The reason power numbers come in pairs (one for the switch, a lower one for the device) is that some electricity is lost as heat along the copper. The switch might push out 30 watts; by the time it reaches the access point, you are guaranteed something less. That gap matters when you are matching a switch to a hungry AP, which we will get to.
The PoE standards, in one table
PoE is not one thing. It has grown over twenty years through a series of IEEE standards, each delivering more power for thirstier devices. The names are a mess of letters and marketing, so here is the honest version. The figures below are straight from the IEEE 802.3 standards (via the Wikipedia "Power over Ethernet" reference table, corroborated by Phihong and FS.com).
| Standard | Common name | Max at switch (PSE) | Guaranteed at device (PD) | Ratified |
|---|---|---|---|---|
| 802.3af (Type 1) | PoE | 15.4 W | 12.95 W | 2003 |
| 802.3at (Type 2) | PoE+ | 30.0 W | 25.5 W | 2009 |
| 802.3bt (Type 3) | PoE++ / 4PPoE | 60 W | 51 W | 2018 |
| 802.3bt (Type 4) | PoE++ / Hi-PoE | 90 W | 71.3 W | 2018 |
A few things worth knowing. The newer standards are backward compatible, so an 802.3at switch will happily run an old 802.3af device. The Type 3 and Type 4 tiers (the 2018 802.3bt standard) use all four pairs of wires in the cable for power, where the older ones used two. And ignore anyone quoting "100 watts" for Type 4: that is a vendor marketing figure. The actual IEEE maximum at the switch port is 90 watts, with 71.3 watts guaranteed at the device.
The number that matters is the guaranteed-at-device figure, not the headline switch number. An access point that needs 25 watts is not safe on a 30 watt switch port if that port only guarantees delivery of a lower wattage down a long cable run.

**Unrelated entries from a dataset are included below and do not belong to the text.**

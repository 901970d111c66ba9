//! Reprojection of native extents into the catalog's global frame.

use proj4rs::proj::Proj;

use super::{CrsDefinition, CrsError};
use crate::record::{ExtractionIssue, Extent, Footprint, IssueStage};

/// Authority id of the catalog's global frame.
pub const GLOBAL_AUTHID: &str = "EPSG:4326";
pub const GLOBAL_EPSG: u32 = 4326;

const GLOBAL_PROJ4: &str = "+proj=longlat +ellps=WGS84 +no_defs";
const RANGE_TOLERANCE: f64 = 1e-6;
/// Points sampled along each extent edge, corners included.
const EDGE_SAMPLES: usize = 21;

/// Result of moving an extent into the global frame.
#[derive(Debug, Clone, PartialEq)]
pub struct Reprojection {
    pub extent: Extent,
    pub footprint: Footprint,
    /// False when the native extent was passed through untouched.
    pub reprojected: bool,
    pub issue: Option<ExtractionIssue>,
}

struct Frame {
    proj: Proj,
    latlong: bool,
}

impl Frame {
    fn from_proj4(definition: &str) -> Result<Self, CrsError> {
        let cleaned = sanitize_proj4(definition);
        let proj = Proj::from_proj_string(&cleaned).map_err(|e| CrsError::InvalidDefinition {
            definition: cleaned.clone(),
            reason: format!("{:?}", e),
        })?;
        Ok(Self {
            proj,
            latlong: is_latlong(&cleaned),
        })
    }
}

/// Reprojects extents into EPSG:4326 longitude/latitude through their
/// densified outline.
pub struct ExtentTransformer {
    global: Frame,
}

impl ExtentTransformer {
    pub fn new() -> Result<Self, CrsError> {
        Ok(Self {
            global: Frame::from_proj4(GLOBAL_PROJ4)?,
        })
    }

    /// Native → global.
    pub fn to_global(&self, extent: &Extent, crs: &CrsDefinition) -> Result<Extent, CrsError> {
        if crs.epsg_code() == Some(GLOBAL_EPSG) {
            return check_global_range(*extent);
        }
        let source = Frame::from_proj4(&crs.proj4()?)?;
        let out = transform_extent(&source, &self.global, extent)?;
        check_global_range(out)
    }

    /// Global → native.
    pub fn from_global(&self, extent: &Extent, crs: &CrsDefinition) -> Result<Extent, CrsError> {
        if crs.epsg_code() == Some(GLOBAL_EPSG) {
            return Ok(*extent);
        }
        let target = Frame::from_proj4(&crs.proj4()?)?;
        transform_extent(&self.global, &target, extent)
    }

    /// Reprojects with fallback: on any failure, or without a CRS, the
    /// native extent is passed through and an issue describes why. A
    /// missing CRS is a finding; a failed transformation is a failure.
    pub fn reproject(&self, native: &Extent, crs: Option<&CrsDefinition>) -> Reprojection {
        let crs = match crs {
            Some(crs) if !crs.is_empty() => crs,
            _ => {
                return Reprojection {
                    extent: *native,
                    footprint: Footprint::from_extent(native),
                    reprojected: false,
                    issue: Some(ExtractionIssue::finding(
                        IssueStage::Transform,
                        format!(
                            "Extent not reprojected to {}: no coordinate reference system",
                            GLOBAL_AUTHID
                        ),
                    )),
                }
            }
        };
        match self.to_global(native, crs) {
            Ok(extent) => Reprojection {
                extent,
                footprint: Footprint::from_extent(&extent),
                reprojected: true,
                issue: None,
            },
            Err(err) => Reprojection {
                extent: *native,
                footprint: Footprint::from_extent(native),
                reprojected: false,
                issue: Some(ExtractionIssue::failure(
                    IssueStage::Transform,
                    format!("Extent not reprojected to {}: {}", GLOBAL_AUTHID, err),
                )),
            },
        }
    }
}

/// Outline of an extent with `EDGE_SAMPLES` points per edge, so curved
/// images of straight edges keep their interior extremes.
fn densify(extent: &Extent) -> Vec<(f64, f64)> {
    let corners = extent.corners();
    let steps = EDGE_SAMPLES - 1;
    let mut points = Vec::with_capacity(4 * steps);
    for (i, &(x0, y0)) in corners.iter().enumerate() {
        let (x1, y1) = corners[(i + 1) % corners.len()];
        for step in 0..steps {
            let t = step as f64 / steps as f64;
            points.push((x0 + (x1 - x0) * t, y0 + (y1 - y0) * t));
        }
    }
    points
}

fn transform_extent(source: &Frame, target: &Frame, extent: &Extent) -> Result<Extent, CrsError> {
    let outline = densify(extent);
    let mut points = Vec::with_capacity(outline.len());
    for (x, y) in outline {
        let mut point = if source.latlong {
            (x.to_radians(), y.to_radians(), 0.0)
        } else {
            (x, y, 0.0)
        };
        proj4rs::transform::transform(&source.proj, &target.proj, &mut point)
            .map_err(|e| CrsError::Transform(format!("{:?}", e)))?;
        let (ox, oy) = if target.latlong {
            (point.0.to_degrees(), point.1.to_degrees())
        } else {
            (point.0, point.1)
        };
        if !ox.is_finite() || !oy.is_finite() {
            return Err(CrsError::Transform(format!(
                "non-finite result for point ({}, {})",
                x, y
            )));
        }
        points.push((ox, oy));
    }
    Extent::from_points(points).ok_or_else(|| CrsError::Transform("empty extent".to_string()))
}

fn check_global_range(extent: Extent) -> Result<Extent, CrsError> {
    let lon_ok = extent.min_x >= -180.0 - RANGE_TOLERANCE && extent.max_x <= 180.0 + RANGE_TOLERANCE;
    let lat_ok = extent.min_y >= -90.0 - RANGE_TOLERANCE && extent.max_y <= 90.0 + RANGE_TOLERANCE;
    if extent.is_finite() && lon_ok && lat_ok {
        Ok(extent)
    } else {
        Err(CrsError::OutOfRange(extent.to_text()))
    }
}

fn is_latlong(definition: &str) -> bool {
    definition.split_whitespace().any(|token| {
        matches!(
            token,
            "+proj=longlat" | "+proj=latlong" | "+proj=lonlat" | "+proj=latlon"
        )
    })
}

/// Drops datum-shift parameters so every frame shares the WGS 84 datum.
fn sanitize_proj4(definition: &str) -> String {
    let mut tokens: Vec<String> = Vec::new();
    let mut has_ellipsoid = definition
        .split_whitespace()
        .any(|t| t.starts_with("+ellps=") || t.starts_with("+a=") || t.starts_with("+R="));
    for token in definition.split_whitespace() {
        if token.starts_with("+nadgrids=") || token.starts_with("+towgs84=") || token == "+wktext" {
            continue;
        }
        if let Some(datum) = token.strip_prefix("+datum=") {
            if !has_ellipsoid {
                let ellps = match datum.to_ascii_uppercase().as_str() {
                    "NAD27" => "clrk66",
                    "NAD83" => "GRS80",
                    "OSGB36" => "airy",
                    "POTSDAM" => "bessel",
                    _ => "WGS84",
                };
                tokens.push(format!("+ellps={}", ellps));
                has_ellipsoid = true;
            }
            continue;
        }
        tokens.push(token.to_string());
    }
    tokens.join(" ")
}

#[cfg(test)]
mod tests {
    use super::*;

    fn assert_close(a: f64, b: f64, tolerance: f64) {
        assert!((a - b).abs() <= tolerance, "{} != {} (±{})", a, b, tolerance);
    }

    fn assert_extent_close(a: &Extent, b: &Extent, tolerance: f64) {
        assert_close(a.min_x, b.min_x, tolerance);
        assert_close(a.min_y, b.min_y, tolerance);
        assert_close(a.max_x, b.max_x, tolerance);
        assert_close(a.max_y, b.max_y, tolerance);
    }

    #[test]
    fn test_global_crs_is_identity() {
        let transformer = ExtentTransformer::new().unwrap();
        let extent = Extent::new(-10.0, 40.0, 5.0, 50.0);
        let out = transformer.to_global(&extent, &CrsDefinition::epsg(4326)).unwrap();
        assert_eq!(out, extent);
    }

    #[test]
    fn test_utm_central_meridian_maps_to_zone_longitude() {
        let transformer = ExtentTransformer::new().unwrap();
        let extent = Extent::new(500000.0, 0.0, 500000.0, 0.0);
        let out = transformer.to_global(&extent, &CrsDefinition::epsg(32633)).unwrap();
        assert_close(out.min_x, 15.0, 1e-6);
        assert_close(out.min_y, 0.0, 1e-6);
    }

    #[test]
    fn test_web_mercator_round_trip() {
        let transformer = ExtentTransformer::new().unwrap();
        let crs = CrsDefinition::epsg(3857);
        let native = Extent::new(-1_113_194.9, 4_865_942.3, 1_113_194.9, 6_446_275.8);
        let global = transformer.to_global(&native, &crs).unwrap();
        assert!(global.min_x < 0.0 && global.max_x > 0.0);
        let back = transformer.from_global(&global, &crs).unwrap();
        assert_extent_close(&back, &native, 1e-3);
    }

    #[test]
    fn test_utm_round_trip_from_wkt() {
        let transformer = ExtentTransformer::new().unwrap();
        let crs = CrsDefinition {
            authority: None,
            wkt: Some(r#"PROJCS["custom tm",GEOGCS["WGS 84",DATUM["WGS_1984",SPHEROID["WGS 84",6378137,298.257223563]]],PROJECTION["Transverse_Mercator"],PARAMETER["latitude_of_origin",0],PARAMETER["central_meridian",15],PARAMETER["scale_factor",0.9996],PARAMETER["false_easting",500000],PARAMETER["false_northing",0],UNIT["metre",1]]"#.to_string()),
        };
        let native = Extent::new(480000.0, 4_650_000.0, 480000.0, 4_650_000.0);
        let global = transformer.to_global(&native, &crs).unwrap();
        let back = transformer.from_global(&global, &crs).unwrap();
        assert_extent_close(&back, &native, 1e-3);
    }

    #[test]
    fn test_densified_outline_covers_every_edge() {
        let outline = densify(&Extent::new(0.0, 0.0, 20.0, 10.0));
        assert_eq!(outline.len(), 4 * (EDGE_SAMPLES - 1));
        assert_eq!(outline[0], (0.0, 0.0));
        assert!(outline.contains(&(10.0, 0.0)));
        assert!(outline.contains(&(20.0, 5.0)));
        assert!(outline.contains(&(10.0, 10.0)));
        assert!(outline.contains(&(0.0, 5.0)));
    }

    #[test]
    fn test_envelope_keeps_edge_interior_extreme() {
        // Constant northing across the central meridian: latitude peaks at
        // the meridian, halfway along the top edge.
        let transformer = ExtentTransformer::new().unwrap();
        let crs = CrsDefinition::epsg(32633);
        let native = Extent::new(490000.0, 4_600_000.0, 510000.0, 4_610_000.0);
        let global = transformer.to_global(&native, &crs).unwrap();

        let top_middle = Extent::new(500000.0, 4_610_000.0, 500000.0, 4_610_000.0);
        let peak = transformer.to_global(&top_middle, &crs).unwrap();
        let top_corner = Extent::new(510000.0, 4_610_000.0, 510000.0, 4_610_000.0);
        let corner = transformer.to_global(&top_corner, &crs).unwrap();

        assert!(peak.max_y > corner.max_y);
        assert!(global.max_y >= peak.max_y - 1e-12, "{:?} vs {:?}", global, peak);
    }

    #[test]
    fn test_reproject_falls_back_without_crs() {
        let transformer = ExtentTransformer::new().unwrap();
        let native = Extent::new(100.0, 200.0, 300.0, 400.0);
        let result = transformer.reproject(&native, None);
        assert!(!result.reprojected);
        assert_eq!(result.extent, native);
        assert_eq!(result.footprint.ring[0], (100.0, 200.0));
        assert!(!result.issue.unwrap().is_failure());
    }

    #[test]
    fn test_reproject_flags_out_of_range_geographic() {
        let transformer = ExtentTransformer::new().unwrap();
        // Projected metres mislabelled as EPSG:4326.
        let native = Extent::new(500000.0, 4_000_000.0, 510000.0, 4_010_000.0);
        let result = transformer.reproject(&native, Some(&CrsDefinition::epsg(4326)));
        assert!(!result.reprojected);
        assert_eq!(result.extent, native);
        assert!(result.issue.unwrap().is_failure());
    }

    #[test]
    fn test_sanitize_drops_datum_shift() {
        let cleaned = sanitize_proj4(
            "+proj=merc +a=6378137 +b=6378137 +nadgrids=@null +wktext +no_defs",
        );
        assert_eq!(cleaned, "+proj=merc +a=6378137 +b=6378137 +no_defs");
        let cleaned = sanitize_proj4("+proj=utm +zone=33 +datum=WGS84 +units=m +no_defs");
        assert_eq!(cleaned, "+proj=utm +zone=33 +ellps=WGS84 +units=m +no_defs");
    }
}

Matching wattage to your access point
This is where the standards table earns its keep. Every access point has a PoE input requirement on its datasheet, and your job is to feed it a standard that comfortably exceeds that figure. Under-power an AP and it rarely refuses to start outright; that is the degraded state from the intro, and it looks exactly like a coverage problem, so it gets misdiagnosed for weeks.
The rough hierarchy: a small or mid-range access point with two radios (the kind that suits a cafe or a single-room shop) typically runs happily on plain PoE or PoE+, so 802.3af or 802.3at. A current flagship with three radios, wider channels and Wi-Fi 7 features tends to want more, which is where 802.3at or the 802.3bt tiers come in. The newest top-end APs with multiple high-power radios are the ones that push you towards Type 3 or Type 4.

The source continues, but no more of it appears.